Figure 7.

The effect of Ser15 and Ser20 phosphorylation on MDM2 and MDM4 binding to p53. (A) A2780 p53^−/− cells were transfected with empty vector, wild type p53 (p53-WT) and p53 mutant S20A, S20D, S15A or S15D for 48 hours. Cell lysates were then prepared and immunoprecipitated with the p53 antibody (FL-393), the proteins resolved by SDS-PAGE and immunoblotted with the indicated antibodies (DO-7 for p53). Whole cell lysates were used as input. (B) A2780 cells treated with cisplatin, DAP or oxaliplatin were harvested after 6, 12 or 24 hr treatment. Cell lysates were then prepared and subjected to Western blot analysis using the indicated antibodies. The signals from immunoblots in (B) were quantified by densitometry, and the ratios of indicated proteins to β-Actin were normalized to control and plotted for each platinum drug (C).

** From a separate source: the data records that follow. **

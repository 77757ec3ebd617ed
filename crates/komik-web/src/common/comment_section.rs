use std::rc::Rc;

use dominator::{clone, html, with_node, Dom};
use futures_signals::{
    signal::{Mutable, SignalExt},
    signal_vec::{MutableVec, SignalVecExt},
};
use komik_lib::models::{Comment, MAX_COMMENT_LEN, NewComment};
use web_sys::{HtmlInputElement, HtmlTextAreaElement};

use crate::{
    common::{events, snackbar},
    query,
    utils::AsyncLoader,
};

/// Comments of one manga, fetched and posted independently of the detail page
pub struct CommentSection {
    slug: String,
    comments: MutableVec<Comment>,
    author: Mutable<String>,
    content: Mutable<String>,
    loader: AsyncLoader,
}

impl CommentSection {
    pub fn new(slug: String) -> Rc<Self> {
        Rc::new(Self {
            slug,
            comments: MutableVec::new(),
            author: Mutable::new(String::new()),
            content: Mutable::new(String::new()),
            loader: AsyncLoader::new(),
        })
    }

    fn fetch_comments(section: Rc<Self>) {
        section.loader.load(clone!(section => async move {
            match query::fetch_comments(&section.slug).await {
                Ok(comments) => {
                    section.comments.lock_mut().replace_cloned(comments);
                }
                Err(e) => {
                    error!("error fetching comments: {}", e);
                    snackbar::show("Failed to load comments".to_string());
                }
            }
        }));
    }

    fn post_comment(section: Rc<Self>) {
        let author = section.author.get_cloned();
        let content = section.content.get_cloned();

        let comment = match NewComment::new(&author, &content) {
            Ok(comment) => comment,
            Err(e) => {
                snackbar::show(e.to_string());
                return;
            }
        };

        section.loader.load(clone!(section => async move {
            match query::post_comment(&section.slug, &comment).await {
                Ok(()) => {
                    section.content.set(String::new());
                    Self::fetch_comments(section.clone());
                }
                Err(e) => {
                    error!("error posting comment: {}", e);
                    snackbar::show("Failed to send comment".to_string());
                }
            }
        }));
    }

    fn render_form(section: Rc<Self>) -> Dom {
        html!("div", {
            .class("comment-form")
            .style("display", "flex")
            .style("flex-direction", "column")
            .children(&mut [
                html!("input" => HtmlInputElement, {
                    .attr("type", "text")
                    .attr("placeholder", "Name (optional)")
                    .with_node!(input => {
                        .event(clone!(section => move |_: events::Input| {
                            section.author.set_neq(input.value());
                        }))
                    })
                }),
                html!("textarea" => HtmlTextAreaElement, {
                    .attr("placeholder", "Write a comment")
                    .attr("maxlength", &MAX_COMMENT_LEN.to_string())
                    .with_node!(textarea => {
                        .future(section.content.signal_cloned().for_each(clone!(textarea => move |content| {
                            if textarea.value() != content {
                                textarea.set_value(&content);
                            }

                            async {}
                        })))
                        .event(clone!(section => move |_: events::Input| {
                            section.content.set_neq(textarea.value());
                        }))
                    })
                }),
                html!("button", {
                    .attr_signal("disabled", section.loader.is_loading().map(|x| x.then(|| "")))
                    .text("Send")
                    .event(clone!(section => move |_: events::Click| {
                        Self::post_comment(section.clone());
                    }))
                }),
            ])
        })
    }

    fn render_comment(comment: &Comment) -> Dom {
        html!("li", {
            .class("list-item")
            .style("display", "flex")
            .style("flex-direction", "column")
            .children(&mut [
                html!("div", {
                    .children(&mut [
                        html!("span", {
                            .style("font-weight", "500")
                            .style("margin-right", "0.5rem")
                            .text(comment.author())
                        }),
                        html!("span", {
                            .style("font-size", "smaller")
                            .text(&comment.created_at.map(|at| at.date_naive().to_string()).unwrap_or_default())
                        }),
                    ])
                }),
                html!("p", {
                    .style("white-space", "pre-wrap")
                    .text(comment.content())
                }),
            ])
        })
    }

    pub fn render(section: Rc<Self>) -> Dom {
        Self::fetch_comments(section.clone());

        html!("div", {
            .class("comment-section")
            .attr("id", "comments")
            .after_removed(clone!(section => move |_| section.loader.cancel()))
            .children(&mut [
                html!("span", {
                    .class("header")
                    .text("Comments")
                }),
                Self::render_form(section.clone()),
                html!("ul", {
                    .class("list")
                    .children_signal_vec(section.comments.signal_vec_cloned().map(|comment| Self::render_comment(&comment)))
                }),
            ])
            .child_signal(section.comments.signal_vec_cloned().is_empty().map(|empty| empty.then(|| html!("p", {
                .text("No comments yet")
            }))))
        })
    }
}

The ratios of Ser15:total p53 and Ser20:total p53 were also determined and plotted similarly (D). (E) Schematic representation and summary of the distinct DNA damage induced by cisplatin and DAP or oxaliplatin that result in activation of independent pathways for phosphorylating p53 at Ser20, induction of MDM4 degradation and disruption of the p53-MDM2-MDM4 tri-protein complex in sensitive tumor cells. In resistant 2780CP/Cl-16 and 2780CP/Cl-24 cells, however, Ser20 phosphorylation by cisplatin is absent, and this disrupts normal p53 function and induces resistance. DAP and oxaliplatin, by virtue of their ability to use an independent pathway to restore Ser20 phosphorylation, activate p53 function and circumvent cisplatin resistance. Transactivation of MDM2 is important for inducing degradation of MDM4 in order to prevent re-formation of the inhibitory p53-MDM2-MDM4 complex and this, therefore, may prolong p53 activity. The stoichiometry of this complex is unknown and is presented here as a 1:1:1 complex for demonstration purposes only.